After taking it for a test drive with Firefox Mobile, a pre-release version of the Nokia N900 has landed at Crave Towers. It's within a cat's whiskers of the final phone we'll see in shops, barring a possible firmware tweak or two.
The N900 doesn't skimp on specs, starting with the ARM Cortex A8 processor and working up to the 89mm (3.5-inch) screen. There's 32GB of memory built in, and you can add up to 16GB more with a microSD card, for epic storage options.
It's the first phone to run Maemo, an operating system based on Linux, and it's a cut above the touchscreen version of the Symbian operating system that we've seen on Nokia's other smart phones, because it was designed for touchscreens rather than being rehashed from traditional keypad-based phones.
The N900's keyboard slides out subtly, without the jaunty angle we saw on the Nokia N97. Instead, the three-row Qwerty keyboard just sneaks out from below the screen. The keys are larger than those on the N97, but they're packed together, with no space between them. They also have more travel, so they're more clicky when you're typing. The space bar is shunted to the right, so right-handed people may have more luck than lefties with this phone.
Click 'Continue' for a barrage of our first impressions of the N900's keyboard and screen, as well as its box-fresh Maemo operating system.

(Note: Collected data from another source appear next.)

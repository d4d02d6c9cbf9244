//! The quiz session state machine.
//!
//! A [`Session`] owns a shuffled working copy of the selected items and walks
//! through it one question at a time. All interaction goes through a
//! [`Prompter`], so the engine itself never touches the terminal.

use crate::item::Item;
use rand::Rng;
use rand::seq::SliceRandom;
use std::fmt;
use tracing::{debug, info};

/// One question as shown to the user. `number` is 1-based.
#[derive(Debug, Clone, Copy, PartialEq, Eq)]
pub struct Question<'a> {
    pub number: usize,
    pub total: usize,
    pub item: &'a Item,
}

/// What the user did when asked a question.
#[derive(Debug, Clone, PartialEq, Eq)]
pub enum Reply {
    Answer(String),
    /// The user asked to stop (Ctrl+C, end of input).
    Cancel,
}

#[derive(Debug, Clone, Copy, PartialEq, Eq)]
pub enum Verdict {
    Correct,
    Incorrect,
}

/// The input/output side of a quiz.
///
/// Implementations render questions and feedback however they like; the
/// session only needs a reply for each question.
pub trait Prompter {
    /// Show `question` and wait for the user's reply.
    fn ask(&mut self, question: &Question<'_>) -> Reply;

    /// Report the verdict for the answer just given. On an incorrect answer
    /// the expected name and command are available through `question.item`.
    fn feedback(&mut self, question: &Question<'_>, verdict: Verdict);
}

/// How a session ended.
#[derive(Debug, Clone, Copy, PartialEq, Eq)]
pub enum Outcome {
    /// Every question was asked.
    Completed,
    /// The user stopped before the last question.
    Abandoned,
    /// There was nothing to ask.
    Empty,
}

/// Qualitative rating of a finished session.
#[derive(Debug, Clone, Copy, PartialEq, Eq, PartialOrd, Ord)]
pub enum Tier {
    NeedsPractice,
    GettingThere,
    Good,
    Excellent,
    Perfect,
}

impl Tier {
    /// Rate `score` out of `total`. There is no tier for an empty session.
    pub fn from_score(score: usize, total: usize) -> Option<Tier> {
        if total == 0 {
            return None;
        }
        let tier = if score >= total {
            Tier::Perfect
        } else if score * 100 >= total * 80 {
            Tier::Excellent
        } else if score * 100 >= total * 60 {
            Tier::Good
        } else if score * 100 >= total * 40 {
            Tier::GettingThere
        } else {
            Tier::NeedsPractice
        };
        Some(tier)
    }

    pub fn label(self) -> &'static str {
        match self {
            Tier::Perfect => "perfect",
            Tier::Excellent => "excellent",
            Tier::Good => "good",
            Tier::GettingThere => "getting there",
            Tier::NeedsPractice => "needs practice",
        }
    }
}

impl fmt::Display for Tier {
    fn fmt(&self, f: &mut fmt::Formatter<'_>) -> fmt::Result {
        f.write_str(self.label())
    }
}

/// Final numbers of a session.
///
/// `total` is always the size of the selected pool, even when the session was
/// abandoned early; `answered` is how many questions were actually answered.
#[derive(Debug, Clone, Copy, PartialEq, Eq)]
pub struct SessionResult {
    pub score: usize,
    pub total: usize,
    pub answered: usize,
    pub outcome: Outcome,
}

impl SessionResult {
    pub fn empty() -> Self {
        Self {
            score: 0,
            total: 0,
            answered: 0,
            outcome: Outcome::Empty,
        }
    }

    pub fn tier(&self) -> Option<Tier> {
        Tier::from_score(self.score, self.total)
    }

    /// Score as a percentage of the full pool, `None` for an empty session.
    pub fn percentage(&self) -> Option<f64> {
        (self.total > 0).then(|| self.score as f64 * 100.0 / self.total as f64)
    }
}

/// A running quiz over a private, shuffled copy of the selected items.
#[derive(Debug)]
pub struct Session<'a> {
    queue: Vec<&'a Item>,
    position: usize,
    score: usize,
    abandoned: bool,
}

impl<'a> Session<'a> {
    /// Start a session, putting `items` in a uniformly random order.
    pub fn new<R: Rng + ?Sized>(items: &[&'a Item], rng: &mut R) -> Self {
        let mut queue = items.to_vec();
        queue.shuffle(rng);
        Self {
            queue,
            position: 0,
            score: 0,
            abandoned: false,
        }
    }

    /// The question waiting for an answer, if any.
    pub fn current(&self) -> Option<Question<'a>> {
        if self.is_finished() {
            return None;
        }
        self.queue.get(self.position).map(|&item| Question {
            number: self.position + 1,
            total: self.queue.len(),
            item,
        })
    }

    /// Check `answer` against the current question and move on.
    ///
    /// Surrounding whitespace is ignored, the comparison is otherwise exact and
    /// case-sensitive. Returns `None` once the session is over.
    pub fn answer(&mut self, answer: &str) -> Option<Verdict> {
        let question = self.current()?;
        self.position += 1;
        if answer.trim() == question.item.name() {
            self.score += 1;
            Some(Verdict::Correct)
        } else {
            Some(Verdict::Incorrect)
        }
    }

    /// Stop asking. Whatever was scored so far is kept.
    pub fn cancel(&mut self) {
        if self.position < self.queue.len() {
            self.abandoned = true;
        }
    }

    pub fn is_finished(&self) -> bool {
        self.abandoned || self.position >= self.queue.len()
    }

    pub fn score(&self) -> usize {
        self.score
    }

    pub fn finish(self) -> SessionResult {
        let outcome = if self.queue.is_empty() {
            Outcome::Empty
        } else if self.abandoned {
            Outcome::Abandoned
        } else {
            Outcome::Completed
        };
        SessionResult {
            score: self.score,
            total: self.queue.len(),
            answered: self.position,
            outcome,
        }
    }
}

/// Run a full quiz over `items` using the thread-local random source.
pub fn run_session<P: Prompter + ?Sized>(items: &[&Item], prompter: &mut P) -> SessionResult {
    run_session_with_rng(items, prompter, &mut rand::rng())
}

/// Run a full quiz over `items`, shuffling with `rng`.
///
/// An empty pool returns immediately without prompting.
pub fn run_session_with_rng<P, R>(items: &[&Item], prompter: &mut P, rng: &mut R) -> SessionResult
where
    P: Prompter + ?Sized,
    R: Rng + ?Sized,
{
    if items.is_empty() {
        debug!("empty pool, not starting a session");
        return SessionResult::empty();
    }

    let mut session = Session::new(items, rng);
    debug!(total = items.len(), "session started");

    while let Some(question) = session.current() {
        match prompter.ask(&question) {
            Reply::Answer(answer) => {
                if let Some(verdict) = session.answer(&answer) {
                    prompter.feedback(&question, verdict);
                }
            }
            Reply::Cancel => session.cancel(),
        }
    }

    let result = session.finish();
    info!(
        score = result.score,
        total = result.total,
        answered = result.answered,
        outcome = ?result.outcome,
        "session finished"
    );
    result
}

We like how the N900's stealthy black body seems to reflect the power packed inside. It's a monolith, with no buttons on the front and a shiny front surface that extends all the way to the edges of the bezel.
Maemo offers a 3D user interface that looks and feels fresh, despite the N900's resistive touchscreen. The screen responds to very light pressure from a fingernail, and it doesn't feel flabby like many resistive touchscreens do. So far, it's one of the best resistive screens we've tried -- although we still would have preferred a capacitive screen that doesn't require a stylus or fingernails to use.
The transitions between the five home screens are wonderfully smooth and the phone feels responsive and fast, even in this pre-release version.
One drawback to the N900 is its lack of portrait mode. Almost everything happens exclusively in landscape mode, even with the keyboard closed. Because of this, the N900 doesn't feel like a phone -- it's a Web-browsing device and it's not meant for easy one-handed operation.
The phone application is one exception to the N900's lack of portrait mode. The phone works in portrait or landscape, but the switch is made by opening and closing the keyboard, not by simply rotating the phone like on many touchscreen phones, such as the iPhone.
Maemo offers Skype support built-in to the phone, and you can select whether you're making a voice or Skype call from within the phone dialler.
Since the N900 has no buttons, you can't launch the phone dialler by pressing a button, nor can you hang up a call with an end button. This is similar to the iPhone, but unlike Apple's baby, the on-screen button to launch the phone isn't always visible -- the shortcut is on one of the phone's five home screens.
The N900 puts the emphasis on multi-tasking, and we quickly had a screen full of open apps. With no home button, you tap an on-screen button to view all open browser windows and applications, and tap the blank space to return to the home screens.
It's early days, but we missed having an escape button when we wanted to get out of what we're doing to start from scratch.
Tapping the same button that brings up open apps a second time opens the menu of options, which looks very similar to the menu on Nokia's Symbian-based phones.
Our N900 came with several good apps already installed, including a Facebook widget to see live updates on the home screen -- although we still had to visit the Facebook Web site to do anything else.
The back of the N900 features a 5-megapixel camera, with a lens cover. It's also the first phones we've seen to brag about its ARM Cortex A8-based processor on the back -- the same architecture is used in the Palm Pre's chip, but it hasn't got a tattoo bragging about it.